Exercise objective:
From the listing below, set down exactly the lines between the one holding "pub const BINENC_OFS: usize" and the one holding "by the checksum field.", inclusive. No other line is wanted.

Dataset:
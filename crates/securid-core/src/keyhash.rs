//! Derivation of the AES key used to wrap/unwrap a token's seed.

use zeroize::Zeroize;

use crate::constants::{DEVID_CHARS_CLASSIC, DEVID_CHARS_SMARTPHONE, KEY_HASH_MAGIC, MAX_PASS};
use crate::error::{Result, SecurIdError};
use crate::mac::{securid_mac, short_mac};

/// Derived key-hash material: the AES key used to wrap/unwrap a seed, and
/// the short MAC of the (possibly all-zero) device-id buffer that fed it.
#[derive(Clone)]
pub struct KeyHash {
    pub key: [u8; 16],
    pub device_id_hash: u16,
}

impl Drop for KeyHash {
    fn drop(&mut self) {
        self.key.zeroize();
    }
}

/// Derive the AES key used to protect a seed from an optional password and
/// an optional device id.
///
/// `pass`/`devid` of `None` are hashed as absent; the device-id slice is
/// still hashed (as all-zero bytes when `devid` is `None`) so callers that
/// don't bind a token to a device still get a stable `device_id_hash` back
/// (see the "device id in non-SNPROT mode" note: the encoder always writes
/// this hash, decoders under no-SNPROT never check it).
pub fn generate_key_hash(
    pass: Option<&str>,
    devid: Option<&str>,
    is_smartphone: bool,
) -> Result<KeyHash> {
    let devid_len = if is_smartphone {
        DEVID_CHARS_SMARTPHONE
    } else {
        DEVID_CHARS_CLASSIC
    };

    let pass_bytes = pass.unwrap_or("").as_bytes();
    if pass_bytes.len() > MAX_PASS {
        return Err(SecurIdError::BadPassword);
    }

    let mut buf = vec![0u8; pass_bytes.len() + devid_len + KEY_HASH_MAGIC.len()];
    buf[..pass_bytes.len()].copy_from_slice(pass_bytes);

    let devid_start = pass_bytes.len();
    let mut count = 0usize;
    if let Some(devid) = devid {
        for ch in devid.chars() {
            let is_valid = if is_smartphone {
                ch.is_ascii_hexdigit()
            } else {
                ch.is_ascii_digit()
            };
            if !is_valid {
                continue;
            }
            if count >= devid_len {
                buf.zeroize();
                return Err(SecurIdError::BadPassword);
            }
            buf[devid_start + count] = ch as u8;
            count += 1;
        }
    }

    let device_id_hash = short_mac(&buf[devid_start..devid_start + devid_len]);

    let magic_start = devid_start + devid_len;
    buf[magic_start..].copy_from_slice(&KEY_HASH_MAGIC);

    let key = securid_mac(&buf);
    buf.zeroize();

    Ok(KeyHash { key, device_id_hash })
}
//! Generation of a fresh, unprotected, 128-bit random token.

use rand::RngCore;

use crate::aes_block::encrypt_block;
use crate::constants::{AES_KEY_SIZE, SECURID_EPOCH, SECONDS_PER_DAY};
use crate::error::Result;
use crate::flags::{Flags, DIGIT_MASK, NUMSECONDS_SHIFT, PINMODE_MASK};
use crate::keyhash::generate_key_hash;
use crate::mac::short_mac;
use crate::token::Token;

/// Generate a random, password- and device-unprotected 128-bit token good
/// for roughly two to five months, matching the reference implementation's
/// "a couple of months out, plus up to 4.5 more" expiration spread.
pub fn random_token(now: i64) -> Result<Token> {
    let mut rng = rand::thread_rng();

    let mut dec_seed = [0u8; AES_KEY_SIZE];
    rng.fill_bytes(&mut dec_seed);

    let mut randbytes = [0u8; AES_KEY_SIZE];
    rng.fill_bytes(&mut randbytes);

    let dec_seed_hash = short_mac(&dec_seed);

    let key_hash = generate_key_hash(None, None, false)?;
    let enc_seed = encrypt_block(&key_hash.key, &dec_seed);

    let flag_bits =
        Flags::FEAT5.bits() | DIGIT_MASK | PINMODE_MASK | (1u16 << NUMSECONDS_SHIFT) | Flags::BIT128.bits();
    let flags = Flags::from_bits_retain(flag_bits);

    let mut serial = String::with_capacity(12);
    for b in &randbytes[..12] {
        serial.push((b'0' + b % 10) as char);
    }

    let exp_date = ((now - SECURID_EPOCH) / SECONDS_PER_DAY) as u16 + 60 + (randbytes[12] & 0x0f) as u16 * 30;

    Ok(Token {
        serial,
        flags,
        exp_date,
        enc_seed: Some(enc_seed),
        dec_seed: Some(dec_seed),
        dec_seed_hash,
        device_id_hash: key_hash.device_id_hash,
        is_smartphone: false,
        pin: String::new(),
        pinmode: 3,
    })
}

#[cfg(test)]
mod tests {
    use super::*;
    use crate::codec::decode_token;
    use crate::seed::decrypt_seed;
    use crate::tokencode::compute_tokencode;

    #[test]
    fn random_token_is_unprotected_and_128bit() {
        let t = random_token(SECURID_EPOCH).unwrap();
        assert!(!t.pass_required());
        assert!(!t.devid_required());
        assert!(t.flags.is_128bit());
        assert_eq!(t.pinmode, 3);
        assert_eq!(t.serial.len(), 12);
        assert!(t.serial.bytes().all(|b| b.is_ascii_digit()));
    }

    #[test]
    fn random_token_expiration_is_in_expected_window() {
        let t = random_token(SECURID_EPOCH).unwrap();
        assert!(t.exp_date >= 60);
        assert!(t.exp_date <= 60 + 15 * 30);
    }

    #[test]
    fn random_token_produces_a_usable_tokencode() {
        let t = random_token(SECURID_EPOCH).unwrap();
        let code = compute_tokencode(&t, SECURID_EPOCH).unwrap();
        assert_eq!(code.len(), 8);
        assert!(code.bytes().all(|b| b.is_ascii_digit()));
    }

    #[test]
    fn random_token_encode_decode_decrypt_roundtrips() {
        use crate::codec::encode_token;

        let t = random_token(SECURID_EPOCH).unwrap();
        let dec_seed = t.dec_seed.unwrap();
        let encoded = encode_token(&t, None, None).unwrap();

        let mut decoded = decode_token(&encoded).unwrap();
        decrypt_seed(&mut decoded, None, None).unwrap();
        assert_eq!(decoded.dec_seed, Some(dec_seed));
    }
}
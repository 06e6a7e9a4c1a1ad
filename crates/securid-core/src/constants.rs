//! Fixed-width constants for the ctf token format.
//!
//! These values come from the bit layout described in the external
//! interface: a 71-81 digit decimal string made of a version digit, a
//! 12-digit serial, a run of 3-bits-per-digit packed binary payload, and a
//! 5-digit checksum.

/// Size of an AES-128 key and block, in bytes.
pub const AES_KEY_SIZE: usize = 16;

/// Number of bits packed into each ctf string digit (`'0'..='7'`).
pub const TOKEN_BITS_PER_CHAR: u32 = 3;

/// Length of the version character.
pub const VER_CHARS: usize = 1;

/// Length of the serial number field.
pub const SERIAL_CHARS: usize = 12;

/// Character offset where the packed binary payload begins.
pub const BINENC_OFS: usize = VER_CHARS + SERIAL_CHARS;

/// Number of bits in the packed binary payload: 128 (enc_seed) + 16 (flags)
/// + 14 (exp_date) + 1 (reserved, always written as zero) + 15
/// (dec_seed_hash) + 15 (device_id_hash).
pub const BINENC_BITS: usize = 128 + 16 + 14 + 1 + 15 + 15;

/// Number of ctf characters the binary payload occupies.
pub const BINENC_CHARS: usize = BINENC_BITS / TOKEN_BITS_PER_CHAR as usize;

/// Character offset where the checksum begins.
pub const CHECKSUM_OFS: usize = BINENC_OFS + BINENC_CHARS;

/// Number of digits in the checksum field.
pub const CHECKSUM_CHARS: usize = 5;

/// Number of bits encoded by the checksum field.
pub const CHECKSUM_BITS: usize = 15;

/// Shortest legal ctf string.
pub const MIN_TOKEN_CHARS: usize = 71;

/// Longest legal ctf string, and the length of a freshly-encoded (v2) token.
pub const MAX_TOKEN_CHARS: usize = CHECKSUM_OFS + CHECKSUM_CHARS;

/// Maximum accepted password length, in bytes.
pub const MAX_PASS: usize = 40;

/// Device-id field width for a smartphone (hex) ctf string.
pub const DEVID_CHARS_SMARTPHONE: usize = 40;

/// Device-id field width for a classic (decimal) ctf string.
pub const DEVID_CHARS_CLASSIC: usize = 32;

/// 7-byte magic suffix appended to the key-hash input buffer.
pub const KEY_HASH_MAGIC: [u8; 7] = [0xd8, 0xf5, 0x32, 0x53, 0x82, 0x89, 0x00];

/// Shortest accepted PIN length.
pub const MIN_PIN: usize = 4;

/// Longest accepted PIN length.
pub const MAX_PIN: usize = 8;

/// `2000-01-01 00:00:00 UTC`, the reference point for `exp_date`.
pub const SECURID_EPOCH: i64 = 946_684_800;

pub(crate) const SECONDS_PER_DAY: i64 = 24 * 60 * 60;
pub(crate) const SECONDS_PER_HALF_DAY: i64 = 12 * 60 * 60;
//! Division by a non-literal divisor

use crate::detectors::base::Rule;
use crate::models::{Finding, Severity};
use crate::scan::ScanOutcome;

/// Split the operands of one application form, given the text immediately
/// after its head. Nested groups count as single operands; the walk stops at
/// the form's own closing paren.
fn operands(rest: &str) -> Vec<String> {
    let mut ops = Vec::new();
    let mut current = String::new();
    let mut depth = 0u32;
    for c in rest.chars() {
        match c {
            '(' => {
                depth += 1;
                current.push(c);
            }
            ')' if depth == 0 => {
                if !current.is_empty() {
                    ops.push(current);
                }
                return ops;
            }
            ')' => {
                depth -= 1;
                current.push(c);
                if depth == 0 {
                    ops.push(std::mem::take(&mut current));
                }
            }
            c if c.is_whitespace() && depth == 0 => {
                if !current.is_empty() {
                    ops.push(std::mem::take(&mut current));
                }
            }
            c => current.push(c),
        }
    }
    if !current.is_empty() {
        ops.push(current);
    }
    ops
}

fn is_unsigned_literal(token: &str) -> bool {
    token
        .strip_prefix('u')
        .unwrap_or(token)
        .chars()
        .all(|c| c.is_ascii_digit())
        && !token.trim_start_matches('u').is_empty()
}

/// A divisor that is not an explicit unsigned literal can be zero at
/// runtime, and Clarity division by zero aborts the transaction.
pub struct DivisionRule;

impl Rule for DivisionRule {
    fn id(&self) -> &'static str {
        "div-user"
    }

    fn description(&self) -> &'static str {
        "Division whose divisor is not an unsigned literal"
    }

    fn detect(&self, scan: &ScanOutcome) -> Vec<Finding> {
        for (idx, _) in scan.source.match_indices("(/ ") {
            let ops = operands(&scan.source[idx + 3..]);
            // Every operand past the dividend divides; one non-literal
            // divisor is enough.
            if ops.len() >= 2 && ops[1..].iter().any(|op| !is_unsigned_literal(op)) {
                return vec![Finding::new(
                    self.id(),
                    "Division by user input",
                    Severity::Critical,
                    0,
                )];
            }
        }
        Vec::new()
    }
}
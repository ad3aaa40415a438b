//! Missing assertions

use crate::detectors::base::Rule;
use crate::models::{Finding, Severity};
use crate::scan::ScanOutcome;

/// A contract with functions but not a single `asserts!` validates nothing
/// about its inputs or state transitions.
pub struct NoAssertsRule;

impl Rule for NoAssertsRule {
    fn id(&self) -> &'static str {
        "no-asserts"
    }

    fn description(&self) -> &'static str {
        "Contract with functions but no assertions"
    }

    fn detect(&self, scan: &ScanOutcome) -> Vec<Finding> {
        if scan.flow.asserts == 0 && !scan.context.funcs.is_empty() {
            vec![Finding::new(self.id(), "No assertions present", Severity::High, 0)]
        } else {
            Vec::new()
        }
    }
}
//! Unchecked unwrap in public code

use crate::detectors::base::Rule;
use crate::models::{Finding, Severity};
use crate::scan::ScanOutcome;
use regex::Regex;
use std::sync::OnceLock;

fn unwrap_panic() -> &'static Regex {
    static RE: OnceLock<Regex> = OnceLock::new();
    RE.get_or_init(|| Regex::new(r"unwrap-(?:err-)?panic").unwrap())
}

/// `unwrap-panic` aborts the whole transaction with no error value. Anywhere
/// it appears in a contract exposing public entry points, a caller can be
/// handed an unexplained abort instead of a typed error.
pub struct UnwrapInPublicRule;

impl Rule for UnwrapInPublicRule {
    fn id(&self) -> &'static str {
        "unwrap-pub"
    }

    fn description(&self) -> &'static str {
        "Panic-on-error unwrap in a contract with public functions"
    }

    fn detect(&self, scan: &ScanOutcome) -> Vec<Finding> {
        if unwrap_panic().is_match(&scan.source) && scan.context.has_public_function() {
            vec![Finding::new(self.id(), "unwrap-panic in public", Severity::High, 0)]
        } else {
            Vec::new()
        }
    }
}

#[cfg(test)]
mod tests {
    use super::*;
    use crate::scan::scan;

    #[test]
    fn test_unwrap_with_public_function() {
        let src = "(define-public (take)\n  (ok (unwrap-panic (map-get? vault tx-sender))))";
        let outcome = scan(src).unwrap();
        assert_eq!(UnwrapInPublicRule.detect(&outcome).len(), 1);
    }

    #[test]
    fn test_unwrap_err_variant_matches() {
        let src = "(define-public (take)\n  (ok (unwrap-err-panic (fetch))))";
        let outcome = scan(src).unwrap();
        assert_eq!(UnwrapInPublicRule.detect(&outcome).len(), 1);
    }

    #[test]
    fn test_private_only_contract_quiet() {
        let src = "(define-private (take)\n  (ok (unwrap-panic (map-get? vault tx-sender))))";
        let outcome = scan(src).unwrap();
        assert!(UnwrapInPublicRule.detect(&outcome).is_empty());
    }
}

Response to this task:
pub const BINENC_OFS: usize = VER_CHARS + SERIAL_CHARS;

/// Number of bits in the packed binary payload: 128 (enc_seed) + 16 (flags)
/// + 14 (exp_date) + 1 (reserved, always written as zero) + 15
/// (dec_seed_hash) + 15 (device_id_hash).
pub const BINENC_BITS: usize = 128 + 16 + 14 + 1 + 15 + 15;

/// Number of ctf characters the binary payload occupies.
pub const BINENC_CHARS: usize = BINENC_BITS / TOKEN_BITS_PER_CHAR as usize;

/// Character offset where the checksum begins.
pub const CHECKSUM_OFS: usize = BINENC_OFS + BINENC_CHARS;

/// Number of digits in the checksum field.
pub const CHECKSUM_CHARS: usize = 5;

/// Number of bits encoded by the checksum field.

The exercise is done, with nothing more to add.